Are there unsolved indeterminate limits?

Question

I find the question itself is hard to put precisely. I apologize in advance. A simple version could be:

Let $\mathcal{F}$ be the set of functions obtained via elementary binary operations (sum, product, power, end their inverses) and composition, including polynomials and sinusoidals ($cos(x)$ and $sin(x)$). For example $f(x)=e^{e^x}+cos(x)$. Basically the functions one encounters in basic calculus. The question is the following:

Are there $f,g\in \mathcal{F}$ such that: $$\lim_{x\to \infty} f(x)=\infty,$$ $$\lim_{x\to \infty} g(x)=\infty,$$ but such that the limit $$\lim_{x\to \infty}\dfrac{f(x)}{g(x)}$$ is unsolved? What I mean by this is that no one in the mathematical community knows if the limit exists, or even if existence is guarranteed, no one knows if the limit is finite on infinit.

Answer 1

There are a finite number of mathematicians. Each mathematician has thought of only a finite number of functions in $\mathcal F$. But there are infinitely many many members of $\mathcal F$. So there are infinitely many $f/g$ that no mathematician has ever even thought of, therefore doesn't know the limiting behaviour of.

Answer 2

Given access to these elementary functions, it's fairly easy to convert statements about, say, rational approximations to $ \pi $ into the existence of a particular limit.

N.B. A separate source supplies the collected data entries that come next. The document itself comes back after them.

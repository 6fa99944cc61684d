use reqwest::header;

use fastlink_domain::session::SessionToken;
use fastlink_domain::shared::DomainError;

use super::types::{ACCEPT_HTML, STATUS_PAGE_PATH};

impl super::PortalHttpClient {
    /// Fetch the user page HTML
    pub async fn get_status_page(&self, token: &SessionToken) -> Result<Option<String>, DomainError> {
        let url = self.endpoint(STATUS_PAGE_PATH);

        let request = self.client.get(&url).header(header::ACCEPT, ACCEPT_HTML);
        let response = Self::with_session(request, token)
            .send()
            .await
            .map_err(|e| Self::transport_error("fetch user page", e))?;

        let status = response.status();
        log::info!("User page response status: {}", status);

        if !status.is_success() {
            log::error!("Failed to access user page: {}", status);
            return Ok(None);
        }

        match response.text().await {
            Ok(html) => {
                log::debug!("User page length: {} bytes", html.len());
                Ok(Some(html))
            }
            Err(e) => {
                log::error!("Failed to read user page body: {}", e);
                Ok(None)
            }
        }
    }
}
use std::sync::Arc;

use anyhow::{anyhow, Result};
use tokio_cron_scheduler::{Job, JobScheduler};
use tracing::{error, info};

use fastlink_domain::shared::DomainError;

use super::CheckInWorkflow;

/// Cron-driven trigger for the daily run
///
/// Schedules are evaluated in UTC. Each tick calls `run(false)`; the report is
/// logged and nothing is surfaced.
pub struct CheckInScheduler {
    scheduler: JobScheduler,
}

impl CheckInScheduler {
    /// Register the daily job and start ticking
    pub async fn start(workflow: Arc<CheckInWorkflow>, cron: &str) -> Result<Self> {
        let job = build_job(workflow, cron)?;

        let scheduler = JobScheduler::new()
            .await
            .map_err(|e| anyhow!("Failed to create job scheduler: {}", e))?;
        scheduler
            .add(job)
            .await
            .map_err(|e| anyhow!("Failed to register check-in job: {}", e))?;
        scheduler
            .start()
            .await
            .map_err(|e| anyhow!("Failed to start job scheduler: {}", e))?;

        info!("Check-in scheduler started (cron: {}, UTC)", cron);
        Ok(Self { scheduler })
    }

    pub async fn shutdown(mut self) -> Result<()> {
        self.scheduler
            .shutdown()
            .await
            .map_err(|e| anyhow!("Failed to stop job scheduler: {}", e))?;
        info!("Check-in scheduler stopped");
        Ok(())
    }
}

/// Build the cron job; an invalid expression is a configuration error
fn build_job(workflow: Arc<CheckInWorkflow>, cron: &str) -> Result<Job, DomainError> {
    Job::new_async(cron, move |_job_id, _scheduler| {
        let workflow = workflow.clone();
        Box::pin(async move {
            info!("Scheduled check-in triggered");
            if let Err(e) = workflow.run(false).await {
                error!("Scheduled check-in failed: {}", e);
            }
        })
    })
    .map_err(|e| DomainError::Config(format!("Invalid check-in cron '{}': {}", cron, e)))
}
use std::fmt;

/// Portal login credentials, read once at process start
#[derive(Clone, PartialEq, Eq)]
pub struct Credentials {
    username: String,
    password: String,
}

impl Credentials {
    pub fn new(username: impl Into<String>, password: impl Into<String>) -> Self {
        Self {
            username: username.into(),
            password: password.into(),
        }
    }

    /// Both fields must be non-empty for a login attempt to be made
    pub fn is_complete(&self) -> bool {
        !self.username.is_empty() && !self.password.is_empty()
    }

    pub fn username(&self) -> &str {
        &self.username
    }

    pub fn password(&self) -> &str {
        &self.password
    }
}

impl fmt::Debug for Credentials {
    fn fmt(&self, f: &mut fmt::Formatter<'_>) -> fmt::Result {
        f.debug_struct("Credentials")
            .field("username", &self.username)
            .field("password", &"***")
            .finish()
    }
}
//! Monthly traffic reset calculation
//!
//! The portal resets the traffic quota once a month. The reset day is taken from
//! the account's `Class_Expire` date when it is known, otherwise day 25 is assumed.
//! Dates are built with calendar rollover: asking for the 31st of a 30-day month
//! yields the 1st of the following month.

use chrono::{DateTime, Datelike, Days, NaiveDate, NaiveDateTime, NaiveTime};

/// Reset day-of-month used when no expiry date is available
pub const FALLBACK_RESET_DAY: u32 = 25;

/// Display format for reset dates
pub const RESET_DATE_FORMAT: &str = "%Y-%m-%d";

const EXPIRY_DATETIME_FORMATS: &[&str] = &["%Y-%m-%d %H:%M:%S", "%Y-%m-%dT%H:%M:%S", "%Y-%m-%d %H:%M"];

const MILLIS_PER_DAY: i64 = 24 * 60 * 60 * 1000;

/// Parse the portal's expiry date string, tolerating the formats it has been seen to use
pub fn parse_expiry_date(expiry_date: &str) -> Option<NaiveDate> {
    let expiry_date = expiry_date.trim();
    if expiry_date.is_empty() {
        return None;
    }

    for format in EXPIRY_DATETIME_FORMATS {
        if let Ok(datetime) = NaiveDateTime::parse_from_str(expiry_date, format) {
            return Some(datetime.date());
        }
    }

    if let Ok(date) = NaiveDate::parse_from_str(expiry_date, "%Y-%m-%d") {
        return Some(date);
    }

    DateTime::parse_from_rfc3339(expiry_date)
        .ok()
        .map(|datetime| datetime.date_naive())
}

/// Reset day-of-month for an expiry date string (empty or unparsable → fallback)
pub fn reset_day(expiry_date: &str) -> u32 {
    parse_expiry_date(expiry_date)
        .map(|date| date.day())
        .unwrap_or(FALLBACK_RESET_DAY)
}

/// Next reset date strictly after `today`
pub fn next_reset_date(expiry_date: &str, today: NaiveDate) -> NaiveDate {
    next_occurrence(reset_day(expiry_date), today)
}

/// Whole days (rounded up) from `now` until the next day-25 reset at midnight
///
/// Always uses the fallback day, even when an expiry date is known.
pub fn days_until_reset(now: NaiveDateTime) -> i64 {
    let next_reset = next_occurrence(FALLBACK_RESET_DAY, now.date()).and_time(NaiveTime::MIN);
    let millis = (next_reset - now).num_milliseconds();

    (millis + MILLIS_PER_DAY - 1).div_euclid(MILLIS_PER_DAY)
}

pub fn format_reset_date(date: NaiveDate) -> String {
    date.format(RESET_DATE_FORMAT).to_string()
}

fn next_occurrence(day: u32, today: NaiveDate) -> NaiveDate {
    let candidate = rollover_date(today.year(), today.month0(), day);

    if today.day() >= day {
        rollover_date(candidate.year(), candidate.month0() + 1, candidate.day())
    } else {
        candidate
    }
}

/// Build a date, carrying month and day overflow forward
fn rollover_date(year: i32, month0: u32, day: u32) -> NaiveDate {
    let year = year + (month0 / 12) as i32;
    let month = month0 % 12 + 1;

    NaiveDate::from_ymd_opt(year, month, 1)
        .and_then(|first| first.checked_add_days(Days::new(u64::from(day.saturating_sub(1)))))
        .expect("month is in 1..=12 and the year is within chrono's range")
}
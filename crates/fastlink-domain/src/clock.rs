use chrono::{NaiveDateTime, Utc};

/// Source of "now" for reset calculations
///
/// Injected so that the workflow can be exercised at fixed dates.
pub trait Clock: Send + Sync {
    /// Current wall-clock time in UTC
    fn now(&self) -> NaiveDateTime;
}

/// Clock backed by the system time, read in UTC
///
/// The cron trigger is evaluated in UTC too, so the day-of-month rules see the
/// same calendar day the job fired on regardless of the host time zone.
#[derive(Debug, Default, Clone, Copy)]
pub struct SystemClock;

impl Clock for SystemClock {
    fn now(&self) -> NaiveDateTime {
        Utc::now().naive_utc()
    }
}

/// Clock frozen at a single instant
#[derive(Debug, Clone, Copy)]
pub struct FixedClock(pub NaiveDateTime);

impl Clock for FixedClock {
    fn now(&self) -> NaiveDateTime {
        self.0
    }
}

#[cfg(test)]
mod tests {
    use super::*;

    #[test]
    fn test_system_clock_reads_utc() {
        let before = Utc::now().naive_utc();
        let now = SystemClock.now();
        let after = Utc::now().naive_utc();

        assert!(before <= now && now <= after);
    }

    #[test]
    fn test_fixed_clock() {
        let instant = chrono::NaiveDate::from_ymd_opt(2024, 3, 25)
            .unwrap()
            .and_hms_opt(1, 0, 0)
            .unwrap();

        assert_eq!(FixedClock(instant).now(), instant);
    }
}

For example, it's unknown if the irrationality measure of $ \pi $ is equal to $ 2 $ or not (in the sense of measure theory, almost all irrational numbers have irrationality measure $ 2 $). It's easy to see that this statement is equivalent to saying that for any $ \epsilon > 0 $, $ \sin(n) $ is never within $ O(1/n^{2 + \epsilon}) $ of $ 0 $ for all but finitely many values of $ n $, which in turn is equivalent to saying that

$$ \lim_{n \to \infty} \exp(-n^{2 + \epsilon} |\sin(n)|) $$

is equal to $ 0 $ for all $ \epsilon > 0 $, so for instance if you pick $ \epsilon = 1 $ it's unknown if this limit exists or not. If it exists, it's easy to see it must be equal to $ 0 $. If you don't like absolute values, you can instead formulate an equivalent statement as

$$ \lim_{n \to \infty} \exp(-n^{4 + \epsilon} \sin^2(n)) = 0 $$

This is not exactly in the form you want, but you should be able to put it into that form if you multiply and divide by some appropriate function diverging sufficiently quickly to infinity, say $ \exp(\exp(n)) $. This just obscures the basic idea of the construction, however.